| Task item |
Every line in the entries that holds "Clone" should be identified and copied.

| Source information |

//! Static condition table and the pure threshold evaluator.
//!
//! Each condition is one row: a comparison function, a fixed severity
//! class, and the unit its clause carries. The table is the single source
//! of truth — the machine, the message renderer, and the tests all index
//! it by [`ConditionId`].
//!
//! Severity classes follow the physical risk: sudden temperature or
//! combustible/toxic gas excursions are life-safety-critical, while stale
//! air and particulates are a degraded-comfort warning.

use crate::config::SystemConfig;
use crate::sensors::SensorSnapshot;

use super::message::ClauseValue;
use super::{ConditionId, ConditionState, Severity};

// ---------------------------------------------------------------------------
// Condition descriptor (one row in the table)
// ---------------------------------------------------------------------------

/// Comparison function: `Some(value)` iff the condition's comparison holds
/// against the snapshot. Invalid data never holds.
pub type ConditionCheckFn = fn(&SensorSnapshot, &SystemConfig) -> Option<ClauseValue>;

/// Static descriptor for a single threshold condition.
pub struct ConditionSpec {
    pub id: ConditionId,
    pub name: &'static str,
    pub severity: Severity,
    pub check: ConditionCheckFn,
}

/// The full condition table, indexed by `ConditionId as usize`.
pub static CONDITIONS: [ConditionSpec; ConditionId::COUNT] = [
    ConditionSpec {
        id: ConditionId::TempHigh,
        name: "temperature high",
        severity: Severity::Critical,
        check: |s, c| (s.temperature_c > c.temp_high_c).then_some(ClauseValue::Celsius(s.temperature_c)),
    },
    ConditionSpec {
        id: ConditionId::TempLow,
        name: "temperature low",
        severity: Severity::Critical,
        check: |s, c| (s.temperature_c < c.temp_low_c).then_some(ClauseValue::Celsius(s.temperature_c)),
    },
    ConditionSpec {
        id: ConditionId::HumidityHigh,
        name: "humidity high",
        severity: Severity::Warning,
        check: |s, c| {
            (s.humidity_pct > c.humidity_high_pct).then_some(ClauseValue::Percent(s.humidity_pct))
        },
    },
    ConditionSpec {
        id: ConditionId::HumidityLow,
        name: "humidity low",
        severity: Severity::Warning,
        check: |s, c| {
            (s.humidity_pct < c.humidity_low_pct).then_some(ClauseValue::Percent(s.humidity_pct))
        },
    },
    ConditionSpec {
        id: ConditionId::AirQuality,
        name: "air quality (MQ135)",
        severity: Severity::Warning,
        check: |s, c| (s.mq135 > c.mq135_threshold).then_some(ClauseValue::Counts(s.mq135)),
    },
    ConditionSpec {
        id: ConditionId::CombustibleGas,
        name: "combustible gas (MQ2)",
        severity: Severity::Critical,
        check: |s, c| (s.mq2 > c.mq2_threshold).then_some(ClauseValue::Counts(s.mq2)),
    },
    ConditionSpec {
        id: ConditionId::Methane,
        name: "methane (MQ4)",
        severity: Severity::Critical,
        check: |s, c| (s.mq4 > c.mq4_threshold).then_some(ClauseValue::Counts(s.mq4)),
    },
    ConditionSpec {
        id: ConditionId::CarbonMonoxide,
        name: "CO (MQ9)",
        severity: Severity::Critical,
        check: |s, c| (s.mq9 > c.mq9_threshold).then_some(ClauseValue::Counts(s.mq9)),
    },
    ConditionSpec {
        id: ConditionId::Pm25High,
        name: "PM2.5",
        severity: Severity::Warning,
        check: |s, c| {
            (s.pm_valid && s.pm25 > c.pm25_threshold).then_some(ClauseValue::Micrograms(s.pm25))
        },
    },
    ConditionSpec {
        id: ConditionId::Pm10High,
        name: "PM10",
        severity: Severity::Warning,
        check: |s, c| {
            (s.pm_valid && s.pm10 > c.pm10_threshold).then_some(ClauseValue::Micrograms(s.pm10))
        },
    },
];

// ---------------------------------------------------------------------------
// Evaluation
// ---------------------------------------------------------------------------

/// One condition that fires a notification this cycle.
#[derive(Debug, Clone, Copy, PartialEq)]
pub struct Firing {
    pub id: ConditionId,
    pub severity: Severity,
    pub value: ClauseValue,
}

/// Result of evaluating all ten conditions against one snapshot.
///
/// Conditions in neither set are unchanged: either quiescent, or latched
/// active inside their cooldown window with the comparison still holding.
#[derive(Debug, Clone, Default)]
pub struct Evaluation {
    /// Conditions firing a notification this cycle (comparison holds, and
    /// either newly active or past cooldown).
    pub fired: heapless::Vec<Firing, { ConditionId::COUNT }>,
    /// Previously active conditions whose comparison no longer holds.
    pub cleared: heapless::Vec<ConditionId, { ConditionId::COUNT }>,
}

/// Evaluate every condition independently. Pure: reads the prior states,
/// mutates nothing — the machine applies the result.
pub fn evaluate(
    snapshot: &SensorSnapshot,
    states: &[ConditionState; ConditionId::COUNT],
    config: &SystemConfig,
    now_ms: u64,
) -> Evaluation {
    let mut eval = Evaluation::default();

    for spec in &CONDITIONS {
        let state = &states[spec.id as usize];
        match (spec.check)(snapshot, config) {
            Some(value) => {
                let past_cooldown = now_ms.saturating_sub(state.last_triggered_at)
                    > config.alert_cooldown_ms;
                if !state.active || past_cooldown {
                    // Vec is sized to hold every condition; push cannot fail.
                    let _ = eval.fired.push(Firing {
                        id: spec.id,
                        severity: spec.severity,
                        value,
                    });
                }
                // Holding within cooldown: stays active, no re-fire.
            }
            None if state.active => {
                let _ = eval.cleared.push(spec.id);
            }
            None => {}
        }
    }

    eval
}

#[cfg(test)]
mod tests {
    use super::*;
    use crate::alert::message::ClauseValue;

    fn quiet_snapshot() -> SensorSnapshot {
        SensorSnapshot {
            temperature_c: 22.0,
            humidity_pct: 50.0,
            mq135: 300,
            mq2: 200,
            mq4: 200,
            mq9: 200,
            pm25: 10,
            pm10: 20,
            pm_valid: true,
        }
    }

    fn fresh_states() -> [ConditionState; ConditionId::COUNT] {
        [ConditionState::default(); ConditionId::COUNT]
    }

    #[test]
    fn table_order_matches_condition_ids() {
        for (i, spec) in CONDITIONS.iter().enumerate() {
            assert_eq!(spec.id as usize, i, "row {} out of order", i);
        }
    }

    #[test]
    fn quiet_snapshot_fires_nothing() {
        let eval = evaluate(&quiet_snapshot(), &fresh_states(), &SystemConfig::default(), 0);
        assert!(eval.fired.is_empty());
        assert!(eval.cleared.is_empty());
    }

    #[test]
    fn temp_high_fires_critical_with_value() {
        let mut snap = quiet_snapshot();
        snap.temperature_c = 32.0;
        let eval = evaluate(&snap, &fresh_states(), &SystemConfig::default(), 0);
        assert_eq!(eval.fired.len(), 1);
        let firing = eval.fired[0];
        assert_eq!(firing.id, ConditionId::TempHigh);
        assert_eq!(firing.severity, Severity::Critical);
        assert_eq!(firing.value, ClauseValue::Celsius(32.0));
    }

    #[test]
    fn within_cooldown_does_not_refire() {
        let mut snap = quiet_snapshot();
        snap.mq2 = 650;
        let mut states = fresh_states();
        states[ConditionId::CombustibleGas as usize] = ConditionState {
            active: true,
            last_triggered_at: 0,
        };
        // 10 s after the firing — well inside the 1 h window.
        let eval = evaluate(&snap, &states, &SystemConfig::default(), 10_000);
        assert!(eval.fired.is_empty());
        assert!(eval.cleared.is_empty());
    }

    #[test]
    fn past_cooldown_refires_while_still_holding() {
        let mut snap = quiet_snapshot();
        snap.mq2 = 650;
        let mut states = fresh_states();
        states[ConditionId::CombustibleGas as usize] = ConditionState {
            active: true,
            last_triggered_at: 0,
        };
        let config = SystemConfig::default();
        let eval = evaluate(&snap, &states, &config, config.alert_cooldown_ms + 1);
        assert_eq!(eval.fired.len(), 1);
        assert_eq!(eval.fired[0].id, ConditionId::CombustibleGas);
    }

    #[test]
    fn clearing_is_instantaneous() {
        let mut states = fresh_states();
        states[ConditionId::TempHigh as usize] = ConditionState {
            active: true,
            last_triggered_at: 5_000,
        };
        // Comparison no longer holds one cycle later — no cooldown on recovery.
        let eval = evaluate(&quiet_snapshot(), &states, &SystemConfig::default(), 6_000);
        assert!(eval.fired.is_empty());
        assert_eq!(eval.cleared.as_slice(), &[ConditionId::TempHigh]);
    }

    #[test]
    fn invalid_pm_never_fires() {
        let mut snap = quiet_snapshot();
        snap.pm25 = 30; // above the 25 threshold
        snap.pm10 = 80;
        snap.pm_valid = false;
        let eval = evaluate(&snap, &fresh_states(), &SystemConfig::default(), 0);
        assert!(eval.fired.is_empty());
    }

    #[test]
    fn invalid_pm_clears_a_latched_condition() {
        let mut snap = quiet_snapshot();
        snap.pm25 = 30;
        snap.pm_valid = false;
        let mut states = fresh_states();
        states[ConditionId::Pm25High as usize].active = true;
        let eval = evaluate(&snap, &states, &SystemConfig::default(), 0);
        assert_eq!(eval.cleared.as_slice(), &[ConditionId::Pm25High]);
    }

    #[test]
    fn boundary_values_do_not_fire() {
        let mut snap = quiet_snapshot();
        let config = SystemConfig::default();
        // Strict comparisons: exactly-at-threshold is not an excursion.
        snap.temperature_c = config.temp_high_c;
        snap.humidity_pct = config.humidity_high_pct;
        snap.mq2 = config.mq2_threshold;
        snap.pm25 = config.pm25_threshold;
        let eval = evaluate(&snap, &fresh_states(), &config, 0);
        assert!(eval.fired.is_empty());
    }

    #[test]
    fn multiple_conditions_fire_together() {
        let mut snap = quiet_snapshot();
        snap.temperature_c = 35.0;
        snap.humidity_pct = 90.0;
        snap.mq4 = 700;
        let eval = evaluate(&snap, &fresh_states(), &SystemConfig::default(), 0);
        let ids: Vec<ConditionId> = eval.fired.iter().map(|f| f.id).collect();
        assert_eq!(
            ids,
            vec![
                ConditionId::TempHigh,
                ConditionId::HumidityHigh,
                ConditionId::Methane
            ]
        );
    }
}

| Result of the task |
#[derive(Debug, Clone, Copy, PartialEq)]
#[derive(Debug, Clone, Default)]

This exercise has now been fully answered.